Perhaps because it is overshadowed by the more easily defined evil, goodness often escapes our attention. Recalling many literary examples, from Ahab to Coetzee's Michael K, Morrison seeks the essence of goodness and ponders its significant place in her writing. She considers the concept in relation to unforgettable characters from her own works of fiction and arrives at conclusions that are both eloquent and edifying. In a lively interview conducted for this book, Morrison further elaborates on her lecture's ideas, discussing goodness not only in literature but in society and history--particularly black history, which has responded to centuries of brutality with profound creativity.

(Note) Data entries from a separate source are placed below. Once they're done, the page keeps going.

// serptrace-ingestion/src/error.rs
// ============================================================================
// Module: Ingestion Errors
// ============================================================================

//! Error type surfaced by [`crate::ingest::ingest_directory`].

use thiserror::Error;

/// Errors returned by the ingestion pipeline.
#[derive(Debug, Error)]
pub enum IngestionError {
    /// The configured directory could not be listed.
    #[error("failed to read collector directory {path}: {source}")]
    DirectoryRead {
        /// Directory that could not be read.
        path: String,
        /// Underlying I/O failure.
        #[source]
        source: std::io::Error,
    },
    /// A storage call failed while committing normalized records.
    #[error("storage failure during ingestion: {0}")]
    Storage(#[from] serptrace_core::StoreError),
}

Morrison's essay is followed by a series of responses by scholars in the fields of religion, ethics, history, and literature to her thoughts on goodness and evil, mercy and love, racism and self-destruction, language and liberation, together with close examination of literary and theoretical expressions from her works. Each of these contributions, written by a scholar of religion, considers the legacy of slavery and how it continues to shape our memories, our complicities, our outcries, our lives, our communities, our literature, and our faith. In addition, the contributors engage the religious orientation in Morrison's novels so that readers who encounter her many memorable characters such as Sula, Beloved, or Frank Money will learn and appreciate how Morrison's notions of goodness and mercy also reflect her understanding of the sacred and the human spirit.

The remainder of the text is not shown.